In 1944, a starry-eyed 22-year-old Brooklynite Richard Sylvan Seltzer landed a small part in MAE WEST's Broadway show, "Catherine Was Great."
• • Born on 29 August 1922, he was the younger of two sons of impoverished Jewish parents who were evicted from their apartment in Bensonhurst several times. More than once, Richard and his brother, Benson, lived in homes for troubled boys. Their father abandoned the family when Richard was a teenager.
• • Like many children who dream of something better, he got his start as a young actor with minor roles in several Broadway shows and was in the cast of "Dead End," which starred the Dead End Kids.

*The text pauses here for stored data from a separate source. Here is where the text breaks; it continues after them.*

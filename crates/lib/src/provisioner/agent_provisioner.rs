use std::fs;
use std::path::{Path, PathBuf};
use std::time::Duration;

use tracing::{debug, info, warn};

use crate::agent::{AgentClient, AgentClientFactory};
use crate::blobstore::BlobstoreConfig;
use crate::consts::{machine, services};
use crate::deployment::Instance;

use super::supervisor::{set_executable, set_mode, symlink};
use super::{AgentProvisionerConfig, AssetManager, InfrastructureSettings, ProvisionError, RetryPolicy, ServiceSupervisor};

pub const AGENT_STOP_TIMEOUT: Duration = Duration::from_secs(10);
pub const MONIT_STOP_TIMEOUT: Duration = Duration::from_secs(10);

/// Asset name and installed binary name, placed under the bosh bin dir.
const BINARIES: [(&str, &str); 4] = [
  ("agent/bosh-agent", "bosh-agent"),
  ("agent/bosh-agent-rc", "bosh-agent-rc"),
  ("agent/bosh-blobstore-dav", "bosh-blobstore-dav"),
  ("monit/monit", "monit"),
];

/// Certificate and key used by the agent's HTTPS handler.
const CERTS: [(&str, &str); 2] = [("agent/agent.cert", "agent.cert"), ("agent/agent.key", "agent.key")];

/// Places the agent and monit on a machine rooted at `root` and connects to
/// the agent once it is up.
pub struct AgentProvisioner<S, A, F> {
  root: PathBuf,
  supervisor: S,
  assets: A,
  clients: F,
  blobstore: BlobstoreConfig,
  config: AgentProvisionerConfig,
  handshake: RetryPolicy,
}

impl<S, A, F> AgentProvisioner<S, A, F>
where
  S: ServiceSupervisor,
  A: AssetManager,
  F: AgentClientFactory,
{
  pub fn new(
    root: impl Into<PathBuf>,
    supervisor: S,
    assets: A,
    clients: F,
    blobstore: BlobstoreConfig,
    config: AgentProvisionerConfig,
  ) -> Self {
    Self {
      root: root.into(),
      supervisor,
      assets,
      clients,
      blobstore,
      config,
      handshake: RetryPolicy::default(),
    }
  }

  pub fn with_handshake(mut self, handshake: RetryPolicy) -> Self {
    self.handshake = handshake;
    self
  }

  /// Replace the agent and monit with freshly placed binaries and
  /// configuration, then register both services again.
  ///
  /// Services are deregistered before anything is placed, so binaries are
  /// never replaced under a running process.
  pub async fn provision(&self) -> Result<(), ProvisionError> {
    info!(root = %self.root.display(), "updating agent");

    self.deprovision(services::AGENT, AGENT_STOP_TIMEOUT).await?;
    self.deprovision(services::MONIT, MONIT_STOP_TIMEOUT).await?;

    info!("placing binaries");
    self.place_binaries()?;

    info!("placing configuration files");
    self.place_conf_files()?;

    info!("registering monit service");
    self.register(services::MONIT, MONIT_STOP_TIMEOUT).await?;

    info!("registering agent service");
    self.register(services::AGENT, AGENT_STOP_TIMEOUT).await?;

    Ok(())
  }

  /// Write infrastructure settings for `instance` and wait until the agent
  /// answers a ping. Returns the connected client.
  pub async fn configure(&self, instance: &Instance) -> Result<F::Client, ProvisionError> {
    info!(instance = %instance.slug(), "configuring agent");
    self.place_infrastructure_settings(instance)?;

    let client = self.clients.build(&self.config.mbus).map_err(ProvisionError::AgentClient)?;

    let reply = self
      .handshake
      .run(|attempt| {
        debug!(attempt, "pinging agent");
        client.ping()
      })
      .await
      .map_err(|exhausted| {
        warn!(attempts = exhausted.attempts, "agent did not respond");
        ProvisionError::HandshakeTimeout {
          attempts: exhausted.attempts,
          source: exhausted.last,
        }
      })?;

    info!(reply = %reply, "agent is responding");
    Ok(client)
  }

  async fn deprovision(&self, service: &str, stop_timeout: Duration) -> Result<(), ProvisionError> {
    self
      .supervisor
      .deprovision(service, stop_timeout)
      .await
      .map_err(|source| ProvisionError::Deprovision {
        service: service.to_string(),
        source,
      })
  }

  async fn register(&self, service: &str, stop_timeout: Duration) -> Result<(), ProvisionError> {
    self
      .supervisor
      .provision(service, stop_timeout)
      .await
      .map_err(|source| ProvisionError::Provision {
        service: service.to_string(),
        source,
      })
  }

  fn path(&self, rel: &str) -> PathBuf {
    self.root.join(rel)
  }

  fn place_asset(&self, name: &str, dst: &Path) -> Result<(), ProvisionError> {
    self.assets.place(name, dst).map_err(|source| ProvisionError::PlaceAsset {
      name: name.to_string(),
      source,
    })
  }

  fn place_binaries(&self) -> Result<(), ProvisionError> {
    let bin_dir = self.path(machine::BIN_DIR);
    fs::create_dir_all(&bin_dir).map_err(|source| write_err(&bin_dir, source))?;

    for (asset, bin) in BINARIES {
      let dst = bin_dir.join(bin);
      self.place_asset(asset, &dst)?;
      set_executable(&dst).map_err(|source| write_err(&dst, source))?;
    }
    Ok(())
  }

  fn place_conf_files(&self) -> Result<(), ProvisionError> {
    self.set_up_data_dir()?;

    let bosh_dir = self.path(machine::BOSH_DIR);
    for (asset, file) in CERTS {
      self.place_asset(asset, &bosh_dir.join(file))?;
    }

    write_file(&self.path(machine::PLATFORM_FILE), self.config.platform.as_bytes())?;

    let configuration = serde_json::to_vec(&self.config.configuration).map_err(|source| ProvisionError::Serialize {
      what: "agent configuration",
      source,
    })?;
    write_file(&self.path(machine::AGENT_CONFIG_FILE), &configuration)?;

    Ok(())
  }

  /// `/var/vcap/sys -> data/sys` and a world-writable `/var/vcap/data`.
  fn set_up_data_dir(&self) -> Result<(), ProvisionError> {
    let link = self.path(machine::SYS_LINK);
    if let Some(parent) = link.parent() {
      fs::create_dir_all(parent).map_err(|source| write_err(parent, source))?;
    }
    if fs::symlink_metadata(&link).is_ok_and(|m| m.file_type().is_symlink()) {
      fs::remove_file(&link).map_err(|source| write_err(&link, source))?;
    }
    if fs::symlink_metadata(&link).is_err() {
      symlink(Path::new(machine::SYS_LINK_TARGET), &link).map_err(|source| write_err(&link, source))?;
    }

    let data_dir = self.path(machine::DATA_DIR);
    fs::create_dir_all(&data_dir).map_err(|source| write_err(&data_dir, source))?;
    set_mode(&data_dir, 0o777).map_err(|source| write_err(&data_dir, source))?;
    Ok(())
  }

  fn place_infrastructure_settings(&self, instance: &Instance) -> Result<(), ProvisionError> {
    let settings = InfrastructureSettings::for_instance(instance, &self.blobstore, &self.config.mbus);
    let json = serde_json::to_vec(&settings).map_err(|source| ProvisionError::Serialize {
      what: "infrastructure settings",
      source,
    })?;
    write_file(&self.path(machine::INFRASTRUCTURE_SETTINGS_FILE), &json)
  }
}

fn write_err(path: &Path, source: std::io::Error) -> ProvisionError {
  ProvisionError::Write {
    path: path.to_path_buf(),
    source,
  }
}

fn write_file(path: &Path, contents: &[u8]) -> Result<(), ProvisionError> {
  if let Some(parent) = path.parent() {
    fs::create_dir_all(parent).map_err(|source| write_err(parent, source))?;
  }
  fs::write(path, contents).map_err(|source| write_err(path, source))?;
  debug!(path = %path.display(), "wrote file");
  Ok(())
}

• • When the show closed in 1937, Blackwell moved to Los Angeles with his mother and brother and found work in movies, starting with "Little Tough Guy" (1938) — — a spinoff of the Broadway show he left behind. He got another small role that year in "Juvenile Court," starring Rita Hayworth.
• • Meeting Mae West in 1944 was unforgettable, he always said. Shortly afterward, he was to encounter movie producer Howard Hughes, who changed his name to Richard Blackwell. Howard Hughes chose the name to sound "theatrical, polished, memorable," Blackwell wrote in his autobiography.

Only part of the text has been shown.